Submitted to: American Society of Agronomy Meetings
Publication Type: Abstract Only
Publication Acceptance Date: 8/1/1997
Publication Date: N/A
Citation: N/A

Interpretive Summary:

Technical Abstract: Deeply rooted legumes, like alfalfa (Medicago sativa L.), provide the opportunity to remediate contaminated sites by removing leached nitrate from the subsoil. The objectives of this study were to evaluate the ability of alfalfa germplasms differing in root system architecture and symbiotic effectiveness to remove nitrate from subsoil and to assess the use of bromide as an indicator for nitrate absorption in alfalfa. At Becker, MN, on a sandy, mixed, Udorothentic Haploboroll, 20 mM nitrate labeled with 15N and Br was supplied to eight alfalfa germplasms through a subsoil irrigation system installed at the 50 cm depth.

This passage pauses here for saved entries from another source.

//! The speed-dial slot contract.
//!
//! Readers always get slot 1 (voicemail) first, followed by the persisted
//! bindings in ascending key order. Unbound keys are absent from the list;
//! screens that need a fixed grid rebuild it with [`grid_cells`].
//!
//! The store never asks for confirmation and never caches. Callers re-read
//! with [`SpeedDialStore::list_bindings`] after every write.
//!
//! [`grid_cells`]: crate::models::grid_cells

use tracing::warn;

use crate::error::StoreResult;
use crate::models::{AssignOutcome, SpeedDialSlot};

pub trait SpeedDialStore {
    /// Voicemail first, then every binding ordered by key
    fn list_bindings(&self) -> StoreResult<Vec<SpeedDialSlot>>;

    /// Bind `phone_id` to `key_id`, replacing whatever was there.
    fn assign(&self, key_id: u8, phone_id: i64) -> StoreResult<AssignOutcome>;

    /// Remove the binding for `key_id`. Succeeds when nothing is bound.
    fn unassign(&self, key_id: u8) -> StoreResult<()>;

    /// Remove every persisted binding and return how many were removed.
    fn clear_all(&self) -> StoreResult<usize>;

    fn binding_for_key(&self, key_id: u8) -> StoreResult<Option<SpeedDialSlot>> {
        Ok(self
            .list_bindings()?
            .into_iter()
            .find(|slot| slot.key_id == key_id))
    }

    fn is_phone_bound(&self, phone_id: i64) -> StoreResult<bool> {
        Ok(self
            .list_bindings()?
            .iter()
            .any(|slot| slot.phone_id == Some(phone_id)))
    }
}

/// Read the bindings for display. An unavailable store renders as the
/// voicemail-only list instead of an error.
pub fn load_bindings<S: SpeedDialStore + ?Sized>(store: &S) -> Vec<SpeedDialSlot> {
    match store.list_bindings() {
        Ok(slots) => slots,
        Err(e) => {
            warn!(error = %e, "speed dial store unavailable, showing empty list");
            vec![SpeedDialSlot::voicemail()]
        }
    }
}

#[cfg(test)]
mod tests {
    use super::*;
    use crate::error::StoreError;
    use crate::models::PhoneType;

    struct Unreachable;

    impl SpeedDialStore for Unreachable {
        fn list_bindings(&self) -> StoreResult<Vec<SpeedDialSlot>> {
            Err(StoreError::StoreUnavailable(rusqlite::Error::QueryReturnedNoRows))
        }

        fn assign(&self, _key_id: u8, _phone_id: i64) -> StoreResult<AssignOutcome> {
            Err(StoreError::StoreUnavailable(rusqlite::Error::QueryReturnedNoRows))
        }

        fn unassign(&self, _key_id: u8) -> StoreResult<()> {
            Ok(())
        }

        fn clear_all(&self) -> StoreResult<usize> {
            Ok(0)
        }
    }

    struct Fixed(Vec<SpeedDialSlot>);

    impl SpeedDialStore for Fixed {
        fn list_bindings(&self) -> StoreResult<Vec<SpeedDialSlot>> {
            Ok(self.0.clone())
        }

        fn assign(&self, _key_id: u8, _phone_id: i64) -> StoreResult<AssignOutcome> {
            Ok(AssignOutcome::Inserted)
        }

        fn unassign(&self, _key_id: u8) -> StoreResult<()> {
            Ok(())
        }

        fn clear_all(&self) -> StoreResult<usize> {
            Ok(0)
        }
    }

    fn fixed() -> Fixed {
        Fixed(vec![
            SpeedDialSlot::voicemail(),
            SpeedDialSlot {
                key_id: 4,
                phone_id: Some(7),
                contact_id: Some(1),
                display_name: Some("Bea".to_string()),
                photo_id: None,
                phone_type: Some(PhoneType::Work),
                phone_number: Some("555-0104".to_string()),
            },
        ])
    }

    #[test]
    fn test_unavailable_store_degrades_to_voicemail_only() {
        let slots = load_bindings(&Unreachable);
        assert_eq!(slots, vec![SpeedDialSlot::voicemail()]);
    }

    #[test]
    fn test_default_lookups() {
        let store = fixed();
        assert_eq!(store.binding_for_key(4).unwrap().unwrap().name(), "Bea");
        assert!(store.binding_for_key(5).unwrap().is_none());
        assert!(store.is_phone_bound(7).unwrap());
        assert!(!store.is_phone_bound(8).unwrap());
    }

    #[test]
    fn test_unavailable_lookup_is_an_error() {
        assert!(matches!(
            Unreachable.binding_for_key(2),
            Err(StoreError::StoreUnavailable(_))
        ));
    }
}
use anyhow::Result;

use crate::cli::dial::dial_slot;
use crate::cli::display::{format_slot_row, list_title};
use crate::cli::manage::run_clear;
use crate::cli::pick::run_pick;
use crate::cli::show::print_contact;
use crate::cli::ui::{clear_screen, require_terminal, select, wait_for_continue};
use crate::db::Database;
use crate::models::SpeedDialSlot;
use crate::photo::PhotoLoader;
use crate::store::{load_bindings, SpeedDialStore};

/// Print the slot list, voicemail first
pub fn run_list(db: &Database, photos: &mut dyn PhotoLoader, json: bool) -> Result<()> {
    let slots = load_bindings(db);
    print_list(&slots, db.speed_dial_disabled_or_default(), photos, json)
}

/// Render already-loaded slots. Also used when no database could be opened.
pub fn print_list(
    slots: &[SpeedDialSlot],
    disabled: bool,
    photos: &mut dyn PhotoLoader,
    json: bool,
) -> Result<()> {
    if json {
        println!("{}", serde_json::to_string_pretty(slots)?);
        return Ok(());
    }

    println!("{}\n", list_title(disabled));
    for line in render_rows(slots, photos) {
        println!("{}", line);
    }
    Ok(())
}

fn render_rows(slots: &[SpeedDialSlot], photos: &mut dyn PhotoLoader) -> Vec<String> {
    photos.resume();
    let rows = slots
        .iter()
        .map(|slot| format_slot_row(slot, &photos.load(slot.photo_id)))
        .collect();
    photos.stop();
    rows
}

#[derive(Debug, Clone, Copy, PartialEq, Eq)]
enum RowAction {
    ViewContact,
    Edit,
    Remove,
    Dial,
    Back,
}

impl RowAction {
    const BOUND: &'static [RowAction] = &[
        RowAction::ViewContact,
        RowAction::Edit,
        RowAction::Remove,
        RowAction::Dial,
        RowAction::Back,
    ];

    const VOICEMAIL: &'static [RowAction] = &[RowAction::Dial, RowAction::Back];

    fn for_slot(slot: &SpeedDialSlot) -> &'static [RowAction] {
        if slot.is_voicemail() {
            Self::VOICEMAIL
        } else {
            Self::BOUND
        }
    }

    fn label(self) -> &'static str {
        match self {
            RowAction::ViewContact => "View contact",
            RowAction::Edit => "Edit speed dial",
            RowAction::Remove => "Remove from speed dial",
            RowAction::Dial => "Dial",
            RowAction::Back => "Back",
        }
    }
}

const REMOVE_ALL: &str = "Remove all";
const DONE: &str = "Done";

/// Interactive slot list: choose a row, then act on it. The list is re-read
/// after every action.
pub fn run_list_manage(db: &Database, photos: &mut dyn PhotoLoader) -> Result<()> {
    require_terminal("Use `speeddial list` to print the list.")?;

    loop {
        let _ = clear_screen();
        let slots = load_bindings(db);
        let title = list_title(db.speed_dial_disabled_or_default());

        let mut options = render_rows(&slots, photos);
        options.push(REMOVE_ALL.to_string());
        options.push(DONE.to_string());

        let Some(idx) = select(title, &options)? else {
            return Ok(());
        };

        if idx == slots.len() {
            run_clear(db, false)?;
            continue;
        }
        if idx > slots.len() {
            return Ok(());
        }

        let slot = &slots[idx];
        run_row_actions(db, photos, slot)?;
    }
}

fn run_row_actions(db: &Database, photos: &mut dyn PhotoLoader, slot: &SpeedDialSlot) -> Result<()> {
    let actions = RowAction::for_slot(slot);
    let labels: Vec<&str> = actions.iter().map(|a| a.label()).collect();
    let header = format!("{} {}", slot.key_id, slot.name());

    let Some(idx) = select(&header, &labels)? else {
        return Ok(());
    };

    match actions[idx] {
        RowAction::ViewContact => {
            if let Some(contact_id) = slot.contact_id {
                print_contact(db, contact_id)?;
                wait_for_continue();
            }
        }
        RowAction::Edit => {
            run_pick(db, photos, Some(slot.key_id), None)?;
        }
        RowAction::Remove => {
            db.unassign(slot.key_id)?;
            println!("Removed.");
        }
        RowAction::Dial => {
            dial_slot(slot, false)?;
            wait_for_continue();
        }
        RowAction::Back => {}
    }
    Ok(())
}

During the summer regrowth of the first production year, Ineffective Agate, an ineffectively nodulated, non-N2-fixing germplasm, removed 41% more subsoil NO3 than the N2-fixing germplasms. We observed a strong correlation between 15N and Br uptake in the herbage [mg excess Br in herbage = 25.2 X mg excess 15N in herbage, P < 0.0001, R2 = 0.97]. These results indicate that Br could be used as a reliable and cost effective tracer for NO3-N uptake.